Nip/Tuck - Hiro Yoshimura (6.19)

Matt veut suivre Ava au Chili et abandonner sa fille. Christian décide alors de monnayer l’opération du bébé d’Ava contre une rupture avec son fils. Sean, de son côté, pense qu’il va avoir un rôle à jouer auprès du bébé de Liz.

Le voilà donc ce final tant attendu, celui qui aurait dû intervenir 3 saisons plus tôt. Et j’ai eu beau ardemment le souhaiter, il n’empêche que c’est toujours un peu triste de voir se terminer une série qu’on a suivi pendant 6 saisons.

Pour l’occasion Ryan Murphy a repris la plume pour mettre lui-même un terme aux aventures des deux chirurgiens qu’il a créés. Sa présence plus l’annonce faite il y a déjà très longtemps que cette saison serait la dernière permettaient d’espérer un épisode final à la hauteur. Et pourtant non. L’épisode en lui-même n’est pas désagréable et offre même une résolution à chacun de ses personnages, mais il n’y a ni audace, ni souffle épique, ni émotion.

Le dernier patient de la semaine est un vieil acteur porno asiatique qui veut faire disparaître la cicatrice de sa crise cardiaque.
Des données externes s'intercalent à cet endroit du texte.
//
// Copyright 2026 Hans W. Uhlig. All Rights Reserved.
//
// Licensed under the Apache License, Version 2.0 (the "License");
// you may not use this file except in compliance with the License.
// You may obtain a copy of the License at
//
//      http://www.apache.org/licenses/LICENSE-2.0
//
// Unless required by applicable law or agreed to in writing, software
// distributed under the License is distributed on an "AS IS" BASIS,
// WITHOUT WARRANTIES OR CONDITIONS OF ANY KIND, either express or implied.
// See the License for the specific language governing permissions and
// limitations under the License.
//

//! Retrieve stage: associate fresh perceptions with stored memory
//!
//! A plain keyword-index lookup per perceived event; the scored retrieval
//! lives in [`crate::cognition::retrieval`] and is used by reflection and
//! chat, not here.

use crate::cognition::memory::ConceptNode;
use crate::cognition::npc::NpcAgent;

/// One perceived event bundled with what the agent already knows about it
#[derive(Debug, Clone)]
pub struct RetrievedBundle {
    pub original: ConceptNode,
    pub relevant_events: Vec<ConceptNode>,
    pub relevant_thoughts: Vec<ConceptNode>,
}

impl RetrievedBundle {
    /// Render the bundle as prompt context
    pub fn describe(&self) -> String {
        let mut lines = vec![format!("Observed: {}", self.original.description)];
        lines.extend(
            self.relevant_events
                .iter()
                .map(|node| format!("Related event: {}", node.description)),
        );
        lines.extend(
            self.relevant_thoughts
                .iter()
                .map(|node| format!("Related thought: {}", node.description)),
        );
        lines.join("\n")
    }
}

/// Look up, per perceived event, the events and thoughts sharing any of its
/// triple terms
pub(crate) fn retrieve(agent: &NpcAgent, perceived: &[ConceptNode]) -> Vec<RetrievedBundle> {
    perceived
        .iter()
        .map(|node| RetrievedBundle {
            original: node.clone(),
            relevant_events: agent.memory.relevant_events(&node.triple),
            relevant_thoughts: agent.memory.relevant_thoughts(&node.triple),
        })
        .collect()
}

#[cfg(test)]
mod tests {
    use super::*;
    use crate::cognition::npc::fixtures;
    use duskmoor_common::position::Position;
    use duskmoor_common::time::GameTime;
    use duskmoor_common::triple::EventTriple;
    use std::collections::BTreeSet;

    fn keywords(terms: &[&str]) -> BTreeSet<String> {
        terms.iter().map(|t| t.to_string()).collect()
    }

    #[test]
    fn test_bundles_carry_keyword_matches() {
        let mut agent = fixtures::npc("Aldric", Position::new(2, 2));
        agent.memory.add_event(
            GameTime::new(1, 0),
            None,
            EventTriple::new("Vesper", "enters", "the Great Hall"),
            "Vesper enters the Great Hall",
            "Vesper enters the Great Hall",
            vec![1.0, 0.0],
            4,
            keywords(&["Vesper", "the Great Hall"]),
        );
        agent.memory.add_thought(
            GameTime::new(2, 0),
            None,
            EventTriple::new("Aldric", "distrusts", "Vesper"),
            "Aldric distrusts Vesper",
            "Aldric distrusts Vesper",
            vec![0.0, 1.0],
            6,
            keywords(&["Aldric", "Vesper"]),
            Vec::new(),
        );
        let id = agent.memory.add_event(
            GameTime::new(3, 0),
            None,
            EventTriple::new("Vesper", "opens", "the window"),
            "Vesper opens the window",
            "Vesper opens the window",
            vec![1.0, 1.0],
            5,
            keywords(&["Vesper", "the window"]),
        );
        let perceived = vec![agent.memory.node(id).unwrap().clone()];

        let bundles = retrieve(&agent, &perceived);
        assert_eq!(bundles.len(), 1);
        let bundle = &bundles[0];
        assert_eq!(bundle.original.description, "Vesper opens the window");
        // Two events under "vesper" plus the perceived event again under
        // "the window"; bucket concatenation keeps the duplicate.
        assert_eq!(bundle.relevant_events.len(), 3);
        assert_eq!(bundle.relevant_thoughts.len(), 1);

        let context = bundle.describe();
        assert!(context.starts_with("Observed: Vesper opens the window"));
        assert!(context.contains("Related thought: Aldric distrusts Vesper"));
    }

    #[test]
    fn test_no_matches_gives_empty_bundle() {
        let mut agent = fixtures::npc("Aldric", Position::new(2, 2));
        let id = agent.memory.add_event(
            GameTime::new(1, 0),
            None,
            EventTriple::new("a fox", "crosses", "the yard"),
            "A fox crosses the yard",
            "A fox crosses the yard",
            vec![1.0, 0.0],
            2,
            keywords(&["a fox", "the yard"]),
        );
        let perceived = vec![agent.memory.node(id).unwrap().clone()];

        let bundles = retrieve(&agent, &perceived);
        // The perceived event matches itself under both of its own keywords.
        assert_eq!(bundles[0].relevant_events.len(), 2);
        assert!(bundles[0].relevant_thoughts.is_empty());
    }
}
En un seul patient, on réunit les thèmes chers à la série de la mort, du cœur brisé, du culte de la perfection et de la poursuite du bonheur. Le vieux monsieur finit par mourir dans un orgasme monstrueux, le sourire aux lèvres. La série, elle, n’aura pas cette chance.

Nip/Tuck offre néanmoins à ses personnages d’honorables sorties, Liz devient associée au cabinet et s’apprête à devenir mère, Julia est libérée de l’emprise de ses hommes et va gentiment partir en Angleterre épouser son nouveau mari, même les enfants ont droit à une dernière apparition, tout sourire. Si Julia a depuis longtemps perdu de son intérêt, Liz s’était révélée la saison dernière et s’il y a bien un regret la concernant, c’est qu’elle n’ait pas été plus exploitée. Ce final ne fait pas vraiment exception, même si, l’une comme l’autre, prouvent qu’elles sont la voix de la sagesse. Ce sont elles qui aiguillent nos deux héros vers leur nouvelle destinée, leur sort au final est purement anecdotique.

Le thème principal de la saison a été le délitement du couple face aux aspirations personnelles, et la crise de la quarantaine de Sean a été une sacrée épreuve, pour lui comme pour nous. Le voir résigné à vivre une vie qui ne lui convient pas, prétendre au bonheur familial dans une scène charmante, mais en décalage total avec les valeurs de la série, est un peu une déception après avoir piqué crise sur crise durant des semaines. Tout ça pour ça ? Heureusement que non, conseillé par ses blondes (Julia et le fantôme de Kimber), Christian comprend qu’il doit laisser partir son homme. C’est la résolution la plus satisfaisante les concernant. La saison nous a prouvé que Sean n’arriverait jamais à quitter Christian, c’est donc tout un symbole que ce soit ce dernier qui lui rende sa liberté. Sans colère, sans amertume, avec uniquement beaucoup de tendresse et d’espoir.

Cela aurait dû être le moment clé de l’épisode, mais la scène en question ne prend pas, l’émotion semble forcée, l’alchimie entre les acteurs n’existe plus et c’est ce qu’il y a de plus triste. Le couple star se sépare et ça ne nous fait rien.

Reste Matt, le boulet par excellence. Dans un éclair de lucidité, le personnage comprend qu’il est un type pitoyable et l’accepte, s’offrant, lui et sa fille, à sa divine maîtresse, l’excellente Ava Moore. C’est ce qui pouvait arriver de mieux. Famke Janssen a le droit au tapis rouge, plus que cette pauvre Joely Richardson, réduite au rang d’accessoire, et la scène où elle abandonne son bébé est magnifiquement jouée.

Sean se voit offrir une nouvelle vie, celle qu’il aurait toujours dû avoir et Christian s’en retourne à son univers superficiel. La dernière scène, sorte de retour aux sources, clôt de façon amusante la série et pourtant on reste insatisfait. Non par le contenu, mais par la forme, loin de l’exubérance caractéristique de la série, loin de toute émotion. Après des années d’agonie, Nip/Tuck s’achève. Dans le soulagement et sans regret.